• _ASSIGNED TASK_
Whenever a line in the listing contains "vector", copy that line.

• _PROVIDED DATA_

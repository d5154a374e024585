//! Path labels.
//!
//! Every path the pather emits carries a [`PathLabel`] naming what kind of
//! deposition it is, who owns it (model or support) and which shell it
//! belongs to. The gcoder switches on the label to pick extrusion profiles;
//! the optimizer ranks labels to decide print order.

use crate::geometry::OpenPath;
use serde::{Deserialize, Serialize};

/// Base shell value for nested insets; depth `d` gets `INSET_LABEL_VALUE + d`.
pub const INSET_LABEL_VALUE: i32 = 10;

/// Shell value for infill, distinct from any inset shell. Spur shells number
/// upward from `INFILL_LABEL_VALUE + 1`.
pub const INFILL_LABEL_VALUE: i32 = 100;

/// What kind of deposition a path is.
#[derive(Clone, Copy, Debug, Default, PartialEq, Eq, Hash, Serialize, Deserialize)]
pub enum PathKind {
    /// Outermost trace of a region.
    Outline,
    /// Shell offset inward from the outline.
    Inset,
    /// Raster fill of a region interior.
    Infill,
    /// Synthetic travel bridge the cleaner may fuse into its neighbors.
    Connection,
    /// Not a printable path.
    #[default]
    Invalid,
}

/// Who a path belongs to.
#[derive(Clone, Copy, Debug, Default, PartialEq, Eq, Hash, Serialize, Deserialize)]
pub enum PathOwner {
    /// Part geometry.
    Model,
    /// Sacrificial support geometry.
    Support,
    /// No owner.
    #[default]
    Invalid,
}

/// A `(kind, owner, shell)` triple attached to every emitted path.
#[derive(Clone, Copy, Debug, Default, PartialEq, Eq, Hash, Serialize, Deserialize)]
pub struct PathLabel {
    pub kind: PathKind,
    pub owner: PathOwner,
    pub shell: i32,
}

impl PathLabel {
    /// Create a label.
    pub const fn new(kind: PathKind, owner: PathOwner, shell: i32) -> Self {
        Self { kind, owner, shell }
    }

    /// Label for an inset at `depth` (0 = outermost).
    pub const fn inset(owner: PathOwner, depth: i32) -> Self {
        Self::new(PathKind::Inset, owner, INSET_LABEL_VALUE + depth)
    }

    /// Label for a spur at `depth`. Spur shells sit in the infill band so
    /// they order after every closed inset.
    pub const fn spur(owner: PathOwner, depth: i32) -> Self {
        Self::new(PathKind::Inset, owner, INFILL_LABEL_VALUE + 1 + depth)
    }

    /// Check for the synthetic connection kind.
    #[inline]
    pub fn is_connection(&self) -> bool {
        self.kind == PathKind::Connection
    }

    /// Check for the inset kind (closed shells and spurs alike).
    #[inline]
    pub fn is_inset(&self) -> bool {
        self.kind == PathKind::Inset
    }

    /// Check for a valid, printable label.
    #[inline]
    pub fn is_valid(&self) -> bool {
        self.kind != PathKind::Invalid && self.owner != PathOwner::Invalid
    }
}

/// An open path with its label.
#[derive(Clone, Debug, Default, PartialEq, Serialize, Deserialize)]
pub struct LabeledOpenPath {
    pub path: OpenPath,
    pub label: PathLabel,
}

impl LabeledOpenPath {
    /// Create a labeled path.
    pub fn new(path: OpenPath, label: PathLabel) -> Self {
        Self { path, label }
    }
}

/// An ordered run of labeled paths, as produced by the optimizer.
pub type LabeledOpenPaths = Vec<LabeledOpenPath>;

==

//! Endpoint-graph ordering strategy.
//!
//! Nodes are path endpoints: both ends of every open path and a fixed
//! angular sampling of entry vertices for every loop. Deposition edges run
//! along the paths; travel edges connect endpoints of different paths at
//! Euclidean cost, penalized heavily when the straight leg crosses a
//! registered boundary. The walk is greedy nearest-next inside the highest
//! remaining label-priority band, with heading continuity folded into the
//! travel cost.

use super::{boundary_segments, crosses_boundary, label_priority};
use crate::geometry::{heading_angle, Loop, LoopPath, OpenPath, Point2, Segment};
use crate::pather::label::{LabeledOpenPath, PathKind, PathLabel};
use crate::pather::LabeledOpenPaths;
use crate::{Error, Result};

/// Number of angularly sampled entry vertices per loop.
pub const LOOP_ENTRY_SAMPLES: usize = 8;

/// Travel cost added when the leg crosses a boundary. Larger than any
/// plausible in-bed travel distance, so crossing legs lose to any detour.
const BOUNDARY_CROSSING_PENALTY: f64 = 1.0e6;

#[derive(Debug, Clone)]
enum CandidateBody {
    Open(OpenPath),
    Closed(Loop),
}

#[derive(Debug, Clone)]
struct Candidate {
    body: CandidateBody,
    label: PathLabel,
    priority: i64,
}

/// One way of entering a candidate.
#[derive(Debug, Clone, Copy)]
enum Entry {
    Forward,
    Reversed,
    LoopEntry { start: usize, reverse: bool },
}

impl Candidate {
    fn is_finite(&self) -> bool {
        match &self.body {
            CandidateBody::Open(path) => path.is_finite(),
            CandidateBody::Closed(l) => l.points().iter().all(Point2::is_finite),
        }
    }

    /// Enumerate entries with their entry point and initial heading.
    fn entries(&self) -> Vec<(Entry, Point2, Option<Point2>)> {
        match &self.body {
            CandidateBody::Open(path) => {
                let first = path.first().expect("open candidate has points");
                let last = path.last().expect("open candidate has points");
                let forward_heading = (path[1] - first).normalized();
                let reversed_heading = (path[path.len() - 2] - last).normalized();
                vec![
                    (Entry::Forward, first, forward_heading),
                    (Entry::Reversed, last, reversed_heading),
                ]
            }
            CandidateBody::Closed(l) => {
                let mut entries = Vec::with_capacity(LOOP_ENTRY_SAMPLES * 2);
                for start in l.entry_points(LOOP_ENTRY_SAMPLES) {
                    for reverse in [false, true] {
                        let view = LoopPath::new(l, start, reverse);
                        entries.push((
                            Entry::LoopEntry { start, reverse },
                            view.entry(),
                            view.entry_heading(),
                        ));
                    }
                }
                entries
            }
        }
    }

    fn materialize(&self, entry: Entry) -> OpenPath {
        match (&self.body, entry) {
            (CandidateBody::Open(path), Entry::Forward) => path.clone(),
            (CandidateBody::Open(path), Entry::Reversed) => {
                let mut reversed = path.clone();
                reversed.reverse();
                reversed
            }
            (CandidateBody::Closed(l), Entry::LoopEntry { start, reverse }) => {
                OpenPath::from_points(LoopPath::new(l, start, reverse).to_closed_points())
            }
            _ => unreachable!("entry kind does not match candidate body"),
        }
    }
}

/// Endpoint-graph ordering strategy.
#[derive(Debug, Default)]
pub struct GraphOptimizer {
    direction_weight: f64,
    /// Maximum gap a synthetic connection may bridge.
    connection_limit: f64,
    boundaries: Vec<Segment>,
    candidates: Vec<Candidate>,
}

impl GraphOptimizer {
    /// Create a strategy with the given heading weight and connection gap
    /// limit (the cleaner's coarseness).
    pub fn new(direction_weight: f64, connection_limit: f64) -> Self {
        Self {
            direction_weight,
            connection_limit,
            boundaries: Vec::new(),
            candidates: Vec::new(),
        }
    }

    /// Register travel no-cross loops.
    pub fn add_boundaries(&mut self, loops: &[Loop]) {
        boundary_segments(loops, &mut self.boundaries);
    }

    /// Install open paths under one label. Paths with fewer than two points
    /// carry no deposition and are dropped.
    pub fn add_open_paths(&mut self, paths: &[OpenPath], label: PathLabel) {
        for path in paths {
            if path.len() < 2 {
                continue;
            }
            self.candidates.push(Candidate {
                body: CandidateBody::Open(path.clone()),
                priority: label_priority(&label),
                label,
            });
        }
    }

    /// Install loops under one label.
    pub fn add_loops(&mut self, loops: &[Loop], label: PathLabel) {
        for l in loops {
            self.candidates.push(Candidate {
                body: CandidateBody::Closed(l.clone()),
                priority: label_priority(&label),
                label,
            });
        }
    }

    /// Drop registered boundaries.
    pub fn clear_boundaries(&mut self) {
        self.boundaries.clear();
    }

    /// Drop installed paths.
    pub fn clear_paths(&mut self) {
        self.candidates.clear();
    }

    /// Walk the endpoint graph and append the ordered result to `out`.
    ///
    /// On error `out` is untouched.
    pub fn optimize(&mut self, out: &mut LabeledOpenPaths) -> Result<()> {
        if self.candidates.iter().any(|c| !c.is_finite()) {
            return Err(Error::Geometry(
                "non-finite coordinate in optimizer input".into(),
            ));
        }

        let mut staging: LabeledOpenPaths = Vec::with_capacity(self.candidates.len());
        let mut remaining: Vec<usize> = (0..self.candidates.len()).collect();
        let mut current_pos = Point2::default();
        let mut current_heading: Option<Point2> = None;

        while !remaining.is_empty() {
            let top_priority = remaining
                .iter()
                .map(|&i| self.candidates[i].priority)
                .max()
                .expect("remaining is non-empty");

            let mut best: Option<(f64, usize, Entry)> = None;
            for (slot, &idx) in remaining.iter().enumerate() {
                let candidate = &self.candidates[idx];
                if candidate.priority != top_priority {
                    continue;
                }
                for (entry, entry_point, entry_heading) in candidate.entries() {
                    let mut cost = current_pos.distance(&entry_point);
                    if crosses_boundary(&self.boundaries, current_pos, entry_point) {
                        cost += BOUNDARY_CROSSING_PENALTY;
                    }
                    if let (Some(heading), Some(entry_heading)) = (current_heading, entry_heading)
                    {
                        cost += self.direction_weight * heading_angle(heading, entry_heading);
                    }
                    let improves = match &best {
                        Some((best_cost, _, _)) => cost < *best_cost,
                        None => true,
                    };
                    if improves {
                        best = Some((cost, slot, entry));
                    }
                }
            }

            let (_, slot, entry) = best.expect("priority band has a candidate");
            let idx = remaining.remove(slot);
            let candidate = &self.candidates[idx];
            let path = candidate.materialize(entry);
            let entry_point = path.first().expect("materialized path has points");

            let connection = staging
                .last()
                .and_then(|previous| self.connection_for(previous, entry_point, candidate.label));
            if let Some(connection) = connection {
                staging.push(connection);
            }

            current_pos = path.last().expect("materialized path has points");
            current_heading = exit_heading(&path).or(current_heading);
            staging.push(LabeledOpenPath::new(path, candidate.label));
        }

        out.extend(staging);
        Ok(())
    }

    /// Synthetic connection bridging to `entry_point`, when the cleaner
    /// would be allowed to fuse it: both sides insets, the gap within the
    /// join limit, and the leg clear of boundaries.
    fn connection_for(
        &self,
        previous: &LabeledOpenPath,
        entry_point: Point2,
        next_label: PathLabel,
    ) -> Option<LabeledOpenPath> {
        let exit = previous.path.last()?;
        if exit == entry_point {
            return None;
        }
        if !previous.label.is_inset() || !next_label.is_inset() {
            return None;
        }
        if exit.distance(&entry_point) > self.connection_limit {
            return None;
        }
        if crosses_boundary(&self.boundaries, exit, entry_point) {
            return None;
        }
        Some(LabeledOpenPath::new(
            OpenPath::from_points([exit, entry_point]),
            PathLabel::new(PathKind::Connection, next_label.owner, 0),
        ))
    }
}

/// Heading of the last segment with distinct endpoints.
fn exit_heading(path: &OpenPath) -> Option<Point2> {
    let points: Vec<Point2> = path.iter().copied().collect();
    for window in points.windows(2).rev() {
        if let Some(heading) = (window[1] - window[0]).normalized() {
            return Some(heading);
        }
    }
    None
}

---

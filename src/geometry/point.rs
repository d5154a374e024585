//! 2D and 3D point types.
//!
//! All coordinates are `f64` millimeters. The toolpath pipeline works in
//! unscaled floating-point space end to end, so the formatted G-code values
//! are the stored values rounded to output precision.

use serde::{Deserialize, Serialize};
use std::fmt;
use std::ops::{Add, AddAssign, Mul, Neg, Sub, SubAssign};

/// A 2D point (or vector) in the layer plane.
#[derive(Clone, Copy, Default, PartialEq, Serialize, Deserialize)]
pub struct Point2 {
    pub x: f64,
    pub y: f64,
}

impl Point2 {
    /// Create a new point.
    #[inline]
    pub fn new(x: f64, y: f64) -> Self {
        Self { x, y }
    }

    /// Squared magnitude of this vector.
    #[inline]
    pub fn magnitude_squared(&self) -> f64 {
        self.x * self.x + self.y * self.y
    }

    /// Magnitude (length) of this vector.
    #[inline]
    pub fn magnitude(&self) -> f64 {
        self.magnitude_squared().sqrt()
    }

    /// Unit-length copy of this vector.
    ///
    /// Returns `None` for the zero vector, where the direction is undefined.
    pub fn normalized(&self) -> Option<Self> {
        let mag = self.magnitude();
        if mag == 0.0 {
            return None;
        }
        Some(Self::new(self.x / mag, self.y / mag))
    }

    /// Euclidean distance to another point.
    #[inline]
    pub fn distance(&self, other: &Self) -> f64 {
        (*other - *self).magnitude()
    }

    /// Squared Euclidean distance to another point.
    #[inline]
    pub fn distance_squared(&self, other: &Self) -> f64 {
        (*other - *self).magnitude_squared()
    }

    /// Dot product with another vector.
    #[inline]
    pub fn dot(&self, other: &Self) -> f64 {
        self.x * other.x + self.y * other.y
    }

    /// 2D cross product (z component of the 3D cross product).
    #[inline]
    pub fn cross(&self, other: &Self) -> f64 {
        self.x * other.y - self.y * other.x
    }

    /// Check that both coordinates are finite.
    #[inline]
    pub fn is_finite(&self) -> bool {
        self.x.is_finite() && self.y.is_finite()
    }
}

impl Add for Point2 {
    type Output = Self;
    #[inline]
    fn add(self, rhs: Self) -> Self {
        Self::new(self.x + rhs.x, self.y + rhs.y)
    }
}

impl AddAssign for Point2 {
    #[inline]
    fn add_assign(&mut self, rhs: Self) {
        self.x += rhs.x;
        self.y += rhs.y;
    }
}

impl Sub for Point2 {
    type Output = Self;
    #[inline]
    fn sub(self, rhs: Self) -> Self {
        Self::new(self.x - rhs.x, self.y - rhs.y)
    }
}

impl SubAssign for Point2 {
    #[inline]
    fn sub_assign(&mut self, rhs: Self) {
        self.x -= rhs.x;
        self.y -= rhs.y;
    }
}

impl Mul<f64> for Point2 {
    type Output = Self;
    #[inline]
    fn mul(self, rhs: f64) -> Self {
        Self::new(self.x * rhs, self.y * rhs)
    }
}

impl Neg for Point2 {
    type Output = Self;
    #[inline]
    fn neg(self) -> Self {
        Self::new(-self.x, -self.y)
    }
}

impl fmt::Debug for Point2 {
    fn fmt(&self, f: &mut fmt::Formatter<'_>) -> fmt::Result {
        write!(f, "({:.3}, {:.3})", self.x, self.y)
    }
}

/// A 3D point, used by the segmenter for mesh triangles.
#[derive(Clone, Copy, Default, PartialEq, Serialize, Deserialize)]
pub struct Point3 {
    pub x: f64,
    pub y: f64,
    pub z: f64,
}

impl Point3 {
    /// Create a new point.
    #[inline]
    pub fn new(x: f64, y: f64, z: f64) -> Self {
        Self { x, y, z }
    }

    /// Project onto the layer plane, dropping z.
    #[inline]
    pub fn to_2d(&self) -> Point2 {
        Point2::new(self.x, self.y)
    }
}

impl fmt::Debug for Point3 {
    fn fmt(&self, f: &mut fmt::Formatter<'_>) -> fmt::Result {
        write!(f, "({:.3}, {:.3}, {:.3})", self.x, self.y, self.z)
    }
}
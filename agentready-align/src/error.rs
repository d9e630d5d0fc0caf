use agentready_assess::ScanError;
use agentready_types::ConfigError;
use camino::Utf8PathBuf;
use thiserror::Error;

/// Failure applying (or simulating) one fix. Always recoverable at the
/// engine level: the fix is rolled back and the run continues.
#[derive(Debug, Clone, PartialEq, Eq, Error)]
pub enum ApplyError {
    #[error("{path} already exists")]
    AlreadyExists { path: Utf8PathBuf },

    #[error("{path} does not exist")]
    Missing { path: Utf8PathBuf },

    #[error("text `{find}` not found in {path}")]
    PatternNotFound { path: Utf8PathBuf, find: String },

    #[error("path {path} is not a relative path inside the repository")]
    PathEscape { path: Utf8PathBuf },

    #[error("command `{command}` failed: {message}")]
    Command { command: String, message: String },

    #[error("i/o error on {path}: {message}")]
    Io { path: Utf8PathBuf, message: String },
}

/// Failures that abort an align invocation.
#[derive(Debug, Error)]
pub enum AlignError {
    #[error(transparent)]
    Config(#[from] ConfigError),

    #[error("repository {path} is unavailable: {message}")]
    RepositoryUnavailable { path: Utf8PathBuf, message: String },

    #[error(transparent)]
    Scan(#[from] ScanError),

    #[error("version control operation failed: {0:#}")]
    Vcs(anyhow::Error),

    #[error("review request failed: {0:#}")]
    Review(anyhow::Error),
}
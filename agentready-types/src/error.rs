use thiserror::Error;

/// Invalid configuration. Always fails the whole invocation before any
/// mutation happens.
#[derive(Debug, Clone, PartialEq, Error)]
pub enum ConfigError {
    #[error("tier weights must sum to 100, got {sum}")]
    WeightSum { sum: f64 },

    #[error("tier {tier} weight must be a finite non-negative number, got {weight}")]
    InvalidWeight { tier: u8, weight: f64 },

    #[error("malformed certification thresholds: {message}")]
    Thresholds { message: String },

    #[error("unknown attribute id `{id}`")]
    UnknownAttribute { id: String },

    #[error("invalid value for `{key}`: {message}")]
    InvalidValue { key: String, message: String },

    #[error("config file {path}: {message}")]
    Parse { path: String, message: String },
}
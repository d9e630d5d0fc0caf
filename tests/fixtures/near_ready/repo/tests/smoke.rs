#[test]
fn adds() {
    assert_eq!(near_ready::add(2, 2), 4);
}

• _ANSWER BOX_
/// A 2D point (or vector) in the layer plane.
    /// Squared magnitude of this vector.
    /// Magnitude (length) of this vector.
    /// Unit-length copy of this vector.
    /// Returns `None` for the zero vector, where the direction is undefined.
    /// Dot product with another vector.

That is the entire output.